» **WHAT YOU WILL DO**:
All records that follow are to be output exactly.

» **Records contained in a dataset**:
-- Opening Marker --

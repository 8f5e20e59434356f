/// Mock implementations for testing
mod mock_metadata_repository;
mod mock_progress_reporter;
mod mock_usage_record_reader;

pub use mock_metadata_repository::MockMetadataRepository;
pub use mock_progress_reporter::{MockProgressReporter, ProgressEvent};
pub use mock_usage_record_reader::MockUsageRecordReader;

-- Closing Marker --

» **ANSWER BOX**:
repository 8f5e20e59434356f
/// Mock implementations for testing
mod mock_metadata_repository;
mod mock_progress_reporter;
mod mock_usage_record_reader;

pub use mock_metadata_repository::MockMetadataRepository;
pub use mock_progress_reporter::{MockProgressReporter, ProgressEvent};
pub use mock_usage_record_reader::MockUsageRecordReader;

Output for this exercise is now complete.